(Provided data):

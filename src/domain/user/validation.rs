//! User identity validation

use thiserror::Error;

use crate::domain::DomainError;

/// Errors that can occur while normalising a user identity
#[derive(Debug, Error, Clone, PartialEq)]
pub enum UserValidationError {
    #[error("User ID cannot be empty")]
    EmptyId,

    #[error("User ID exceeds maximum length of {0} characters")]
    IdTooLong(usize),

    #[error("User ID contains invalid character: {0:?}")]
    InvalidIdCharacter(char),
}

impl From<UserValidationError> for DomainError {
    fn from(err: UserValidationError) -> Self {
        DomainError::validation(err.to_string())
    }
}

const MAX_USER_ID_LENGTH: usize = 254;

/// Normalise a raw identity into its canonical form
///
/// Rules:
/// - Surrounding whitespace is removed
/// - Lower-cased
/// - Cannot be empty
/// - Maximum 254 characters (the longest valid email address)
/// - No whitespace, control characters or path separators
pub fn normalize_user_id(raw: &str) -> Result<String, UserValidationError> {
    let id = raw.trim().to_lowercase();

    if id.is_empty() {
        return Err(UserValidationError::EmptyId);
    }

    if id.chars().count() > MAX_USER_ID_LENGTH {
        return Err(UserValidationError::IdTooLong(MAX_USER_ID_LENGTH));
    }

    // The identity is interpolated into the directory's /user/info/{id} path
    if let Some(c) = id
        .chars()
        .find(|c| c.is_whitespace() || c.is_control() || matches!(c, '/' | '?' | '#'))
    {
        return Err(UserValidationError::InvalidIdCharacter(c));
    }

    Ok(id)
}
//! API layer - HTTP endpoints and middleware

pub mod health;
pub mod keys;
pub mod me;
pub mod middleware;
pub mod router;
pub mod state;
pub mod types;

pub use middleware::RequireUser;
pub use router::create_router_with_state;
pub use state::AppState;
//! Key endpoint payloads

use chrono::{DateTime, Utc};
use serde::{Deserialize, Serialize};

use crate::domain::{DirectoryUser, IdentityState, KeyStatus, KeyType, ShadowKeyRecord};
use crate::infrastructure::services::{CreateKeyRequest, IssuedSecret};

/// Body of `POST /keys`
#[derive(Debug, Clone, Deserialize)]
pub struct CreateKeyBody {
    pub name: String,
    #[serde(default)]
    pub budget: Option<f64>,
    #[serde(default, rename = "type")]
    pub key_type: Option<KeyType>,
}

impl From<CreateKeyBody> for CreateKeyRequest {
    fn from(body: CreateKeyBody) -> Self {
        Self {
            name: body.name,
            budget: body.budget,
            key_type: body.key_type.unwrap_or_default(),
        }
    }
}

/// The only response that ever carries the full secret
#[derive(Debug, Clone, Serialize)]
pub struct CreatedKeyResponse {
    pub key: String,
    pub key_id: String,
    pub name: String,
    pub mask: String,
    #[serde(rename = "type")]
    pub key_type: KeyType,
    pub max_budget: f64,
    pub created_at: DateTime<Utc>,
    #[serde(skip_serializing_if = "Option::is_none")]
    pub expires_at: Option<DateTime<Utc>>,
    pub identity: IdentityState,
}

impl From<IssuedSecret> for CreatedKeyResponse {
    fn from(issued: IssuedSecret) -> Self {
        Self {
            key_id: issued.key.remote_key_id().to_string(),
            name: issued.key.name().to_string(),
            mask: issued.key.mask().to_string(),
            key_type: issued.key.key_type(),
            created_at: issued.key.created_at(),
            expires_at: issued.key.expires_at(),
            key: issued.secret,
            max_budget: issued.max_budget,
            identity: issued.identity,
        }
    }
}

/// A revoked or expired key
#[derive(Debug, Clone, Serialize)]
pub struct HistoryKey {
    pub key_id: String,
    pub name: String,
    pub mask: String,
    #[serde(rename = "type")]
    pub key_type: KeyType,
    pub status: KeyStatus,
    pub created_at: DateTime<Utc>,
    #[serde(skip_serializing_if = "Option::is_none")]
    pub expires_at: Option<DateTime<Utc>>,
    #[serde(skip_serializing_if = "Option::is_none")]
    pub revoked_at: Option<DateTime<Utc>>,
}

impl From<ShadowKeyRecord> for HistoryKey {
    fn from(record: ShadowKeyRecord) -> Self {
        Self {
            key_id: record.remote_key_id().to_string(),
            name: record.name().to_string(),
            mask: record.mask().to_string(),
            key_type: record.key_type(),
            status: record.status(),
            created_at: record.created_at(),
            expires_at: record.expires_at(),
            revoked_at: record.revoked_at(),
        }
    }
}

#[derive(Debug, Clone, Serialize)]
pub struct MeResponse {
    pub user_id: String,
    #[serde(skip_serializing_if = "Option::is_none")]
    pub email: Option<String>,
    #[serde(skip_serializing_if = "Option::is_none")]
    pub max_budget: Option<f64>,
    pub spend: f64,
}

impl From<DirectoryUser> for MeResponse {
    fn from(user: DirectoryUser) -> Self {
        Self {
            user_id: user.user_id,
            email: user.user_email,
            max_budget: user.max_budget,
            spend: user.spend,
        }
    }
}

#[derive(Debug, Clone, Serialize)]
pub struct DeletedResponse {
    pub status: &'static str,
}

impl DeletedResponse {
    pub fn deleted() -> Self {
        Self { status: "deleted" }
    }
}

(Action item): Lines of the listing above that hold the string "mask" should each be copied.

(Answer section):
    pub mask: String,
            mask: issued.key.mask().to_string(),
    pub mask: String,
            mask: record.mask().to_string(),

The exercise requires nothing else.